• **Required work**:
Find every line of the records that has "builder" and return it.

• **Data excerpts**:
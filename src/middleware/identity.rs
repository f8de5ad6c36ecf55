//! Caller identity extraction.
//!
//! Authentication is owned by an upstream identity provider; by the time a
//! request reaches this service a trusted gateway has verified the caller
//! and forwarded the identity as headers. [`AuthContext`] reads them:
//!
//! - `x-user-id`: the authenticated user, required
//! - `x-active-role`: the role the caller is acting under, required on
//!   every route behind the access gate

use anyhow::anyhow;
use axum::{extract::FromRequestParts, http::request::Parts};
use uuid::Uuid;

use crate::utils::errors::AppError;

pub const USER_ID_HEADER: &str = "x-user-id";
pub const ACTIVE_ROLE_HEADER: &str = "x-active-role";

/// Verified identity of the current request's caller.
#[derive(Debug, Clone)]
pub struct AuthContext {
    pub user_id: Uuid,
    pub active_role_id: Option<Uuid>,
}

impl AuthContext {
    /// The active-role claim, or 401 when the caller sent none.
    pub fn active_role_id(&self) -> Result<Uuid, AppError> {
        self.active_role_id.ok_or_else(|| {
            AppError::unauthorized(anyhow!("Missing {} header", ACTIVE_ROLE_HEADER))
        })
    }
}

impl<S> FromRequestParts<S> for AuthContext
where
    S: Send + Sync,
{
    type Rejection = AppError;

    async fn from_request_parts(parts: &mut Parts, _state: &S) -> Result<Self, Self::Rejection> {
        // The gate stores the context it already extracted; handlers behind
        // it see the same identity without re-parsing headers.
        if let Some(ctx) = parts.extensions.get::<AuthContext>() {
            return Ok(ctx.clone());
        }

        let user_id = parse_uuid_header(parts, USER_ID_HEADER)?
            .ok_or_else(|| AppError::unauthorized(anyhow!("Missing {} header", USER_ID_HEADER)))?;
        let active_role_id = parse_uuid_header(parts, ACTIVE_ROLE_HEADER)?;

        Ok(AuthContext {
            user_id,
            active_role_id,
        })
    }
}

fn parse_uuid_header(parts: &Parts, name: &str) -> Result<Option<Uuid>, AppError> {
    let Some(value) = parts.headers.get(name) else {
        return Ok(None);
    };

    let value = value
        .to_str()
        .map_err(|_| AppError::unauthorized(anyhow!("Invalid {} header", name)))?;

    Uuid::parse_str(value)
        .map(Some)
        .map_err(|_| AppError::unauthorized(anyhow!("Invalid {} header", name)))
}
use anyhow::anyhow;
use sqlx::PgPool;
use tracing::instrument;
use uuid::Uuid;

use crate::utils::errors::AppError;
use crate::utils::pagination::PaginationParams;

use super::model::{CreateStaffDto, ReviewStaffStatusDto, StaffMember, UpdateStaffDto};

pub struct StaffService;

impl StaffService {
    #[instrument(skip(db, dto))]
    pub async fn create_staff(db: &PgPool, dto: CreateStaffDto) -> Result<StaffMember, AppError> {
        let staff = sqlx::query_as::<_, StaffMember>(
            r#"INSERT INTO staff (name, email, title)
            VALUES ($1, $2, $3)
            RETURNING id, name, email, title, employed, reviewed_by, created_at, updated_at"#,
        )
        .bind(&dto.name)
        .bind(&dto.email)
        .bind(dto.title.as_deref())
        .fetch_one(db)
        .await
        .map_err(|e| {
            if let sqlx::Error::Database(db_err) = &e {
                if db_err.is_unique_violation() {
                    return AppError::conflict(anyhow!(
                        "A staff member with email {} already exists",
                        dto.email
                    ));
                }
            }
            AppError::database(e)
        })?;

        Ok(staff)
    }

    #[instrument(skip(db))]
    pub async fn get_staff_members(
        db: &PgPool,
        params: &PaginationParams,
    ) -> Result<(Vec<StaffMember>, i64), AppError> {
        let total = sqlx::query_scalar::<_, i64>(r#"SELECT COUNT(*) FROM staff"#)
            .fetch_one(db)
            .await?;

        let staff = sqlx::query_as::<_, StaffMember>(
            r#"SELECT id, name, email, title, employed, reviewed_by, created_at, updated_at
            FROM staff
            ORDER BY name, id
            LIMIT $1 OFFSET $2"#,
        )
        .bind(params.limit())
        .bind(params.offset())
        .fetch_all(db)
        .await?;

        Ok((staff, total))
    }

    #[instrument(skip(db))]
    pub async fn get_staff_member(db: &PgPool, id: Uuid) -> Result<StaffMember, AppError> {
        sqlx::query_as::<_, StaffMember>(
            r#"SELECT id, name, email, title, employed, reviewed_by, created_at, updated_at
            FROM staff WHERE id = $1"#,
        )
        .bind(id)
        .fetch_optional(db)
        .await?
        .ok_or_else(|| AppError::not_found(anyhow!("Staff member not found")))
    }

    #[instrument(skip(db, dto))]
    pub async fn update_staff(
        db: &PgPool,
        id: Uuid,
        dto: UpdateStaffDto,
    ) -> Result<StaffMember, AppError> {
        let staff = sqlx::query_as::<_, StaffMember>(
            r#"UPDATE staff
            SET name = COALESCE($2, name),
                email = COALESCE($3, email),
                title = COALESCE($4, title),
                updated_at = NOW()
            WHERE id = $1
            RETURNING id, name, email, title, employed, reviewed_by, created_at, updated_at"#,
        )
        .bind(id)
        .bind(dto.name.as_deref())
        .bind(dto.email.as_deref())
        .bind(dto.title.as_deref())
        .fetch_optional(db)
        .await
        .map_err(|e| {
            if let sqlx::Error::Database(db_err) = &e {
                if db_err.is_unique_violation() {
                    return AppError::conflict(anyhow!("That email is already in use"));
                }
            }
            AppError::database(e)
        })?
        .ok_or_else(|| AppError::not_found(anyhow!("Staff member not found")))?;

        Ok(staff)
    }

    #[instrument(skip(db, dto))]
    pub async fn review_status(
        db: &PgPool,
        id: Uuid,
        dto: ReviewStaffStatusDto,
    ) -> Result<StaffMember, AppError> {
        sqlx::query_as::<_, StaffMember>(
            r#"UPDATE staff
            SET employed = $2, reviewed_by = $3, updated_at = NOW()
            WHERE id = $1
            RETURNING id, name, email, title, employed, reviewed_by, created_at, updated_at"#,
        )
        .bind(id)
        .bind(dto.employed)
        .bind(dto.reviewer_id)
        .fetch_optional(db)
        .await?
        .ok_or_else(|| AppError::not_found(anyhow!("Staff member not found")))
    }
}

* * *

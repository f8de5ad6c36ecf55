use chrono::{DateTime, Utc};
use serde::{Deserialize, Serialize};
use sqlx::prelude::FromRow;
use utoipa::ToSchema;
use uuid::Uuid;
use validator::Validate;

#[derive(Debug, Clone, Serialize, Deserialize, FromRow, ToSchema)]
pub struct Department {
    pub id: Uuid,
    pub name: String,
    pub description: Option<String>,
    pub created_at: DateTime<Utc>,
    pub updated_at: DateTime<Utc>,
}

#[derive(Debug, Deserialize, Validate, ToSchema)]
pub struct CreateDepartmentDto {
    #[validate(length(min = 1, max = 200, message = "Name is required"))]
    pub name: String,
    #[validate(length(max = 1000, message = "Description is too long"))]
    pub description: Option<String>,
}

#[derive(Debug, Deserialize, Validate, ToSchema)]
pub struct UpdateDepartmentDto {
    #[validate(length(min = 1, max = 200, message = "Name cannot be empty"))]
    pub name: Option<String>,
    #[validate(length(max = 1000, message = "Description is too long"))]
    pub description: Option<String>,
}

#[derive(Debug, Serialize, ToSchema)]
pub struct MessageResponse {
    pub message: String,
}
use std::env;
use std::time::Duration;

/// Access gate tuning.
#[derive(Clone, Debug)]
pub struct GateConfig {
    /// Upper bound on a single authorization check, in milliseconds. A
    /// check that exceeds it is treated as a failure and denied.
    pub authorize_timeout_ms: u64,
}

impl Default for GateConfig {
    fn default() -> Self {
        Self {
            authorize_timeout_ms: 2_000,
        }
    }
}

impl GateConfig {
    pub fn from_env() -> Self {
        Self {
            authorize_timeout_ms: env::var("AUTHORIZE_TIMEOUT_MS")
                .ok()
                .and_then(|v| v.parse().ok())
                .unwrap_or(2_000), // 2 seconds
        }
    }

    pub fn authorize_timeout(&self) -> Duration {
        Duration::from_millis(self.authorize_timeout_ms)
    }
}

* * *

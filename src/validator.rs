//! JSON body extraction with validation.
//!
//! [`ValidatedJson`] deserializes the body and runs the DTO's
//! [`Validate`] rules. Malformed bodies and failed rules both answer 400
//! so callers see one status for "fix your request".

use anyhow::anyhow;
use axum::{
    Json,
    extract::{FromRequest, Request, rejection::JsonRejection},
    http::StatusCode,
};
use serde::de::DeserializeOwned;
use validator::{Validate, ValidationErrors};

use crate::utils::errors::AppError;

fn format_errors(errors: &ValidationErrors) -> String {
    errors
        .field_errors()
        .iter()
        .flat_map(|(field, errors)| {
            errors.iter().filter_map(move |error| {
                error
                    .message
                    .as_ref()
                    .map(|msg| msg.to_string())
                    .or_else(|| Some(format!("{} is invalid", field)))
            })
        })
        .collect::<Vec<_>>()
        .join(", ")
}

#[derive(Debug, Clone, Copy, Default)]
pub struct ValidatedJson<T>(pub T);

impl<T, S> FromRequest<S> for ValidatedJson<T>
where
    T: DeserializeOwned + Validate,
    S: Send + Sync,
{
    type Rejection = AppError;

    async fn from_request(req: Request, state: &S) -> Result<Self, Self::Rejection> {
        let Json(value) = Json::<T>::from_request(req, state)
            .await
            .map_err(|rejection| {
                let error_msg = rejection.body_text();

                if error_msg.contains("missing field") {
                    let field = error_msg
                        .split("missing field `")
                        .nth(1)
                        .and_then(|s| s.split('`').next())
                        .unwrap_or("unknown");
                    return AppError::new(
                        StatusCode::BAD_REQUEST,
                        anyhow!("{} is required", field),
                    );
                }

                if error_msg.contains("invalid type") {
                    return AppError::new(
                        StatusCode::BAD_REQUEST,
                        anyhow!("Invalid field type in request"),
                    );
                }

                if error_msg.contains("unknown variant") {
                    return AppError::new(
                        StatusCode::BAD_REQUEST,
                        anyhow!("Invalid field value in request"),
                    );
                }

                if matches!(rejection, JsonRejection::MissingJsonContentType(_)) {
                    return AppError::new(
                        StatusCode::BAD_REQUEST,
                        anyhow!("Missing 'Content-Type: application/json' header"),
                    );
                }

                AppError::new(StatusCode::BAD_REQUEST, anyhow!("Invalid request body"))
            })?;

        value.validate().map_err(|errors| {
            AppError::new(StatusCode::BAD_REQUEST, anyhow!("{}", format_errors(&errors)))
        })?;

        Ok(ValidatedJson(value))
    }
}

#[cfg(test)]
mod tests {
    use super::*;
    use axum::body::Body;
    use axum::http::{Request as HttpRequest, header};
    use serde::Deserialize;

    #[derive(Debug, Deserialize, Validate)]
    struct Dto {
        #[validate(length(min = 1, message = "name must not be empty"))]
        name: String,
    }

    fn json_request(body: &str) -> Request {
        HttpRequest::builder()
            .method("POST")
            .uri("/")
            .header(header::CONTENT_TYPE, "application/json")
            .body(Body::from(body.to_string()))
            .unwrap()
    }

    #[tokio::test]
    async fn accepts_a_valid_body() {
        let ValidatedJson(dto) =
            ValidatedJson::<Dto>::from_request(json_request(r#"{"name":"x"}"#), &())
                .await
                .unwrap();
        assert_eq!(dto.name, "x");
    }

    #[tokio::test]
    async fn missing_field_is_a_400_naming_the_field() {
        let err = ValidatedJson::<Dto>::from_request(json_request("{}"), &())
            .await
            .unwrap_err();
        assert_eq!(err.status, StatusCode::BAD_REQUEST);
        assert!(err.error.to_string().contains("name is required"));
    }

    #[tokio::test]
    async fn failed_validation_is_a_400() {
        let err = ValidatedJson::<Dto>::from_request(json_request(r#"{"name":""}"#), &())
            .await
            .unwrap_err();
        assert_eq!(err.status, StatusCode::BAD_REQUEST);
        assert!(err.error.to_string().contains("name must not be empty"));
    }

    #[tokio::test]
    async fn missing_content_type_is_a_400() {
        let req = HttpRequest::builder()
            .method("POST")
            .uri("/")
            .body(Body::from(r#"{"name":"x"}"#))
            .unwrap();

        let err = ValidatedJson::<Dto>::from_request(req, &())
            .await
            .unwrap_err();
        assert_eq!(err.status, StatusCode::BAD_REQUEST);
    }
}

• **Answer space**:
        HttpRequest::builder()
        let req = HttpRequest::builder()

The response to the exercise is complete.